Print each record below character for character.

DATASET EXCERPTS below:

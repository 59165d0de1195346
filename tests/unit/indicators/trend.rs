//! Unit tests for trend classification

use chrono::Utc;
use optrix::indicators::trend::{classify, TrendRegime};
use optrix::models::Bar;

fn climbing_bars(count: usize, start: f64, step: f64) -> Vec<Bar> {
    (0..count)
        .map(|i| {
            let open = start + i as f64 * step;
            let close = open + step * 0.8;
            Bar::new(open, close + 0.05, open - 0.05, close, 1000.0, Utc::now())
        })
        .collect()
}

fn falling_bars(count: usize, start: f64, step: f64) -> Vec<Bar> {
    (0..count)
        .map(|i| {
            let open = start - i as f64 * step;
            let close = open - step * 0.8;
            Bar::new(open, open + 0.05, close - 0.05, close, 1000.0, Utc::now())
        })
        .collect()
}

fn flat_bars(count: usize, price: f64) -> Vec<Bar> {
    (0..count)
        .map(|i| {
            // Alternate tiny up/down closes around the same price.
            let delta = if i % 2 == 0 { 0.02 } else { -0.02 };
            Bar::new(price, price + 0.1, price - 0.1, price + delta, 1000.0, Utc::now())
        })
        .collect()
}

#[test]
fn test_empty_bars_is_chop() {
    let reading = classify(&[], Some(100.0), Some(98.0), None, None);
    assert_eq!(reading.regime, TrendRegime::Chop);
    assert!(!reading.micro_trend);
    assert_eq!(reading.strength, 0.0);
}

#[test]
fn test_too_few_bars_is_chop() {
    let bars = climbing_bars(3, 100.0, 0.2);
    let reading = classify(&bars, Some(100.0), Some(98.0), None, None);
    assert_eq!(reading.regime, TrendRegime::Chop);
}

#[test]
fn test_break_above_level_classifies_uptrend() {
    let bars = climbing_bars(10, 99.3, 0.2);
    let reading = classify(&bars, Some(100.0), Some(98.0), None, None);
    assert_eq!(reading.regime, TrendRegime::Uptrend);
    assert!(reading.strength > 50.0);
    assert!(reading.is_tradeable());
}

#[test]
fn test_break_below_level_classifies_downtrend() {
    let bars = falling_bars(10, 99.0, 0.2);
    let reading = classify(&bars, Some(100.0), Some(98.0), None, None);
    assert_eq!(reading.regime, TrendRegime::Downtrend);
    assert!(reading.strength > 50.0);
}

#[test]
fn test_inside_range_is_chop() {
    let bars = flat_bars(10, 99.0);
    let reading = classify(&bars, Some(100.0), Some(98.0), None, None);
    assert_eq!(reading.regime, TrendRegime::Chop);
    assert!(!reading.is_tradeable());
}

#[test]
fn test_micro_trend_makes_chop_tradeable() {
    // Mostly flat, but the last three bars run one direction without
    // breaking the level.
    let mut bars = flat_bars(7, 99.0);
    bars.extend(climbing_bars(3, 99.0, 0.1));
    let reading = classify(&bars, Some(100.0), Some(98.0), None, None);
    assert_eq!(reading.regime, TrendRegime::Chop);
    assert!(reading.micro_trend);
    assert!(reading.is_tradeable());
    assert!(reading.strength > 0.0);
}

#[test]
fn test_cleaner_break_scores_higher() {
    let shallow = climbing_bars(10, 99.3, 0.1);
    let strong = climbing_bars(10, 99.3, 0.25);
    let weak_reading = classify(&shallow, Some(100.0), Some(98.0), None, None);
    let strong_reading = classify(&strong, Some(100.0), Some(98.0), None, None);
    assert_eq!(strong_reading.regime, TrendRegime::Uptrend);
    assert!(strong_reading.strength >= weak_reading.strength);
}

#[test]
fn test_no_levels_stays_chop() {
    // Without a defining level there is no break to qualify a full trend.
    let bars = climbing_bars(10, 99.3, 0.2);
    let reading = classify(&bars, None, None, None, None);
    assert_eq!(reading.regime, TrendRegime::Chop);
    // The run itself still registers as a micro-trend.
    assert!(reading.micro_trend);
}

#[test]
fn test_strength_within_score_band() {
    let bars = climbing_bars(10, 99.0, 0.5);
    let reading = classify(&bars, Some(99.5), Some(98.0), None, None);
    assert!(reading.strength >= 0.0 && reading.strength <= 100.0);
}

End of DATASET EXCERPTS.

→ **RESULT**
repository 59165d0de1195346
filename tests/unit/indicators/trend.rs
//! Unit tests for trend classification

use chrono::Utc;
use optrix::indicators::trend::{classify, TrendRegime};
use optrix::models::Bar;

fn climbing_bars(count: usize, start: f64, step: f64) -> Vec<Bar> {
    (0..count)
        .map(|i| {
            let open = start + i as f64 * step;
            let close = open + step * 0.8;
            Bar::new(open, close + 0.05, open - 0.05, close, 1000.0, Utc::now())
        })
        .collect()
}

fn falling_bars(count: usize, start: f64, step: f64) -> Vec<Bar> {
    (0..count)
        .map(|i| {
            let open = start - i as f64 * step;
            let close = open - step * 0.8;
            Bar::new(open, open + 0.05, close - 0.05, close, 1000.0, Utc::now())
        })
        .collect()
}

fn flat_bars(count: usize, price: f64) -> Vec<Bar> {
    (0..count)
        .map(|i| {
            // Alternate tiny up/down closes around the same price.
            let delta = if i % 2 == 0 { 0.02 } else { -0.02 };
            Bar::new(price, price + 0.1, price - 0.1, price + delta, 1000.0, Utc::now())
        })
        .collect()
}

#[test]
fn test_empty_bars_is_chop() {
    let reading = classify(&[], Some(100.0), Some(98.0), None, None);
    assert_eq!(reading.regime, TrendRegime::Chop);
    assert!(!reading.micro_trend);
    assert_eq!(reading.strength, 0.0);
}

#[test]
fn test_too_few_bars_is_chop() {
    let bars = climbing_bars(3, 100.0, 0.2);
    let reading = classify(&bars, Some(100.0), Some(98.0), None, None);
    assert_eq!(reading.regime, TrendRegime::Chop);
}

#[test]
fn test_break_above_level_classifies_uptrend() {
    let bars = climbing_bars(10, 99.3, 0.2);
    let reading = classify(&bars, Some(100.0), Some(98.0), None, None);
    assert_eq!(reading.regime, TrendRegime::Uptrend);
    assert!(reading.strength > 50.0);
    assert!(reading.is_tradeable());
}

#[test]
fn test_break_below_level_classifies_downtrend() {
    let bars = falling_bars(10, 99.0, 0.2);
    let reading = classify(&bars, Some(100.0), Some(98.0), None, None);
    assert_eq!(reading.regime, TrendRegime::Downtrend);
    assert!(reading.strength > 50.0);
}

#[test]
fn test_inside_range_is_chop() {
    let bars = flat_bars(10, 99.0);
    let reading = classify(&bars, Some(100.0), Some(98.0), None, None);
    assert_eq!(reading.regime, TrendRegime::Chop);
    assert!(!reading.is_tradeable());
}

#[test]
fn test_micro_trend_makes_chop_tradeable() {
    // Mostly flat, but the last three bars run one direction without
    // breaking the level.
    let mut bars = flat_bars(7, 99.0);
    bars.extend(climbing_bars(3, 99.0, 0.1));
    let reading = classify(&bars, Some(100.0), Some(98.0), None, None);
    assert_eq!(reading.regime, TrendRegime::Chop);
    assert!(reading.micro_trend);
    assert!(reading.is_tradeable());
    assert!(reading.strength > 0.0);
}

#[test]
fn test_cleaner_break_scores_higher() {
    let shallow = climbing_bars(10, 99.3, 0.1);
    let strong = climbing_bars(10, 99.3, 0.25);
    let weak_reading = classify(&shallow, Some(100.0), Some(98.0), None, None);
    let strong_reading = classify(&strong, Some(100.0), Some(98.0), None, None);
    assert_eq!(strong_reading.regime, TrendRegime::Uptrend);
    assert!(strong_reading.strength >= weak_reading.strength);
}

#[test]
fn test_no_levels_stays_chop() {
    // Without a defining level there is no break to qualify a full trend.
    let bars = climbing_bars(10, 99.3, 0.2);
    let reading = classify(&bars, None, None, None, None);
    assert_eq!(reading.regime, TrendRegime::Chop);
    // The run itself still registers as a micro-trend.
    assert!(reading.micro_trend);
}

#[test]
fn test_strength_within_score_band() {
    let bars = climbing_bars(10, 99.0, 0.5);
    let reading = classify(&bars, Some(99.5), Some(98.0), None, None);
    assert!(reading.strength >= 0.0 && reading.strength <= 100.0);
}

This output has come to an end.